EXERCISE: Exactly the lines starting at the line containing "entry.qualifier = q.expansion;" and ending at the line containing "ParsedBlock::Entry(entry)" are to be written out from the listing below, both included.

RECORDS:
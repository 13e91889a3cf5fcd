//! Entry parser: one raw block → one [`Entry`], a section letter, or a
//! reason the block could not be read.

use std::collections::BTreeSet;

use once_cell::sync::Lazy;
use regex::Regex;
use schedario_core::markup::{runs_from, runs_text, runs_to_html, tidy_runs};
use schedario_core::{Entry, ParseFailure, RawEntryBlock, TextRun};
use unicode_normalization::UnicodeNormalization;

use crate::config::ParsingConfig;
use crate::qualifier::QualifierTable;
use crate::segment::is_section_letter;

/// "see" markers: `v. pomodoro`, `vedi pomodoro`.
pub(crate) static DEFAULT_ALIAS_MARKERS: Lazy<Vec<String>> =
    Lazy::new(|| vec!["v.".to_string(), "vedi".to_string()]);

/// Alternate spellings on one headword line: `sciù-sciù / sciusciù`.
pub(crate) static DEFAULT_VARIANT_SEPARATORS: Lazy<Vec<String>> =
    Lazy::new(|| vec!["/".to_string(), " o ".to_string()]);

static LEADING_MARKER: Lazy<Regex> = Lazy::new(|| Regex::new(r"^\s*[■●◆♦•*]\s*").unwrap());

const SUPERSCRIPT_DIGITS: &str = "⁰¹²³⁴⁵⁶⁷⁸⁹";

/// Canonical form of a headword or alias target.
///
/// NFC, lowercase, single spaces, no typesetting markers, no trailing
/// `: = , ; .` and no homograph number (`pane²` → `pane`).
pub fn normalize_headword(raw: &str) -> String {
    let composed: String = raw.nfc().collect::<String>().to_lowercase();
    let collapsed = composed.split_whitespace().collect::<Vec<_>>().join(" ");
    collapsed
        .trim_start_matches(|c: char| {
            matches!(c, '■' | '●' | '◆' | '♦' | '•' | '*') || c.is_whitespace()
        })
        .trim_end_matches(|c: char| {
            matches!(c, ':' | '=' | ',' | ';' | '.')
                || c.is_whitespace()
                || c.is_ascii_digit()
                || SUPERSCRIPT_DIGITS.contains(c)
        })
        .to_string()
}

/// Result of parsing one block.
#[derive(Debug, Clone, PartialEq)]
pub enum ParsedBlock {
    Entry(Entry),
    /// The big letter opening an alphabet section.
    SectionLetter(char),
    Unparseable(ParseFailure),
}

/// Strip `marker` from the start of `text`, case-insensitively. A marker
/// ending in a letter must end on a word boundary.
fn strip_marker<'a>(text: &'a str, marker: &str) -> Option<&'a str> {
    let prefix = text.get(..marker.len())?;
    if prefix.to_lowercase() != marker.to_lowercase() {
        return None;
    }
    let rest = &text[marker.len()..];
    let needs_boundary = marker.chars().last().is_some_and(char::is_alphanumeric);
    if needs_boundary && rest.chars().next().is_some_and(char::is_alphanumeric) {
        return None;
    }
    Some(rest)
}

fn is_capitalized_line(text: &str) -> bool {
    let mut letters = text.chars().filter(|c| c.is_alphabetic()).peekable();
    letters.peek().is_some() && letters.all(char::is_uppercase)
}

fn has_letter(text: &str) -> bool {
    text.chars().any(char::is_alphabetic)
}

/// What follows an alias marker.
struct AliasTarget {
    target: String,
    /// Nothing but punctuation after the target.
    pure: bool,
}

/// Turns raw entry blocks into entries.
#[derive(Debug, Clone)]
pub struct EntryParser {
    alias_markers: Vec<String>,
    variant_separators: Vec<String>,
    max_words: usize,
    max_chars: usize,
    qualifiers: QualifierTable,
}

impl Default for EntryParser {
    fn default() -> Self {
        Self::from_config(&ParsingConfig::default())
    }
}

impl EntryParser {
    pub fn from_config(config: &ParsingConfig) -> Self {
        Self {
            alias_markers: config.alias_markers.resolve(&DEFAULT_ALIAS_MARKERS),
            variant_separators: config
                .variant_separators
                .resolve(&DEFAULT_VARIANT_SEPARATORS),
            max_words: config.max_headword_words,
            max_chars: config.max_headword_chars,
            qualifiers: config.qualifiers.clone(),
        }
    }

    pub fn parse(&self, block: &RawEntryBlock) -> ParsedBlock {
        let first = block.first_line();
        let marker_len = LEADING_MARKER.find(&first.text).map_or(0, |m| m.end());
        let text = &first.text[marker_len..];

        if is_section_letter(text) {
            if let Some(letter) = text.trim().chars().next() {
                return ParsedBlock::SectionLetter(letter);
            }
        }

        let Some((head_end, rest_start)) = self.split_headword(text, first.emphasized) else {
            return ParsedBlock::Unparseable(ParseFailure::NoHeadword);
        };
        let (headword, variants) = match self.headword_forms(&text[..head_end]) {
            Ok(forms) => forms,
            Err(failure) => return ParsedBlock::Unparseable(failure),
        };

        let styled = block.lines.iter().any(|l| l.is_styled());
        let mut runs = runs_from(&first.text_runs(), marker_len + rest_start);
        for line in block.body_lines() {
            runs.push(TextRun::plain(" "));
            runs.extend(line.text_runs().iter().cloned());
        }
        let runs = tidy_runs(runs);
        let body = runs_text(&runs);

        let alias = self.alias_target(&body);
        let mut entry = match alias {
            Some(AliasTarget { target, pure: true }) => {
                Entry::alias(block.volume, headword, target)
            }
            other => {
                if body.is_empty() {
                    return ParsedBlock::Unparseable(ParseFailure::EmptyDefinition);
                }
                let mut entry = Entry::definition(block.volume, headword, body);
                if styled {
                    entry.html = Some(runs_to_html(&runs));
                }
                match other {
                    // "v. mare, e anche fiume": a definition that points elsewhere.
                    Some(AliasTarget { target, .. }) => {
                        entry.cross_references.insert(target);
                    }
                    None => {
                        let qualifier = if styled {
                            self.qualifiers.parse_styled(&runs, &entry.headword)
                        } else {
                            self.qualifiers.parse(&entry.definition, &entry.headword)
                        };
                        if let Some(q) = qualifier {
                            entry.qualifier = q.expansion;
                            entry.derived_from = q.derived_from;
                        }
                    }
                }
                entry
            }
        };
        entry.variant_headwords = variants;
        ParsedBlock::Entry(entry)
    }

    /// Split the first line into headword and the rest of the line, as the
    /// end of the headword and the start of the rest.
    ///
    /// `word: def`, `word= def`, `word v. target.`, `word, v. target.`; a
    /// line with none of these is a headword only when it is set in bold or
    /// in capitals.
    fn split_headword(&self, text: &str, emphasized: bool) -> Option<(usize, usize)> {
        if let Some(idx) = text.find([':', '=']) {
            return Some((idx, idx + 1));
        }

        let starts = text
            .char_indices()
            .zip(text.chars().skip(1))
            .filter(|((_, c), _)| c.is_whitespace())
            .map(|((i, c), _)| i + c.len_utf8());
        for start in starts {
            let candidate = &text[start..];
            if self
                .alias_markers
                .iter()
                .any(|m| strip_marker(candidate, m).is_some())
            {
                let head = text[..start].trim_end().trim_end_matches(',');
                if !head.trim().is_empty() {
                    return Some((head.len(), start));
                }
            }
        }

        if emphasized || is_capitalized_line(text) {
            return Some((text.len(), text.len()));
        }
        None
    }

    fn plausible(&self, form: &str) -> bool {
        has_letter(form)
            && form.split_whitespace().count() <= self.max_words
            && form.chars().count() <= self.max_chars
    }

    /// Primary headword and variant spellings.
    fn headword_forms(&self, head: &str) -> Result<(String, BTreeSet<String>), ParseFailure> {
        let normalized = normalize_headword(head);
        if normalized.is_empty() {
            return Err(ParseFailure::NoHeadword);
        }

        let mut forms = vec![normalized];
        for sep in &self.variant_separators {
            forms = forms
                .iter()
                .flat_map(|f| f.split(sep.as_str()))
                .map(normalize_headword)
                .filter(|f| !f.is_empty())
                .collect();
        }
        if forms.is_empty() || !forms.iter().all(|f| self.plausible(f)) {
            return Err(ParseFailure::ImplausibleHeadword);
        }

        let primary = forms.remove(0);
        let variants = forms.into_iter().filter(|f| *f != primary).collect();
        Ok((primary, variants))
    }

    fn alias_target(&self, body: &str) -> Option<AliasTarget> {
        for marker in &self.alias_markers {
            let Some(rest) = strip_marker(body, marker) else {
                continue;
            };
            let rest = rest.trim();
            let cut = rest
                .find([',', ';'])
                .or_else(|| rest.find(". "))
                .unwrap_or(rest.len());
            let target = normalize_headword(&rest[..cut]);
            if !self.plausible(&target) {
                continue;
            }
            return Some(AliasTarget {
                target,
                pure: !has_letter(&rest[cut..]),
            });
        }
        None
    }
}

/// Parse a block with the built-in rules.
pub fn parse_block(block: &RawEntryBlock) -> ParsedBlock {
    static DEFAULT: Lazy<EntryParser> = Lazy::new(EntryParser::default);
    DEFAULT.parse(block)
}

EXERCISE ANSWER:
                            entry.qualifier = q.expansion;
                            entry.derived_from = q.derived_from;
                        }
                    }
                }
                entry
            }
        };
        entry.variant_headwords = variants;
        ParsedBlock::Entry(entry)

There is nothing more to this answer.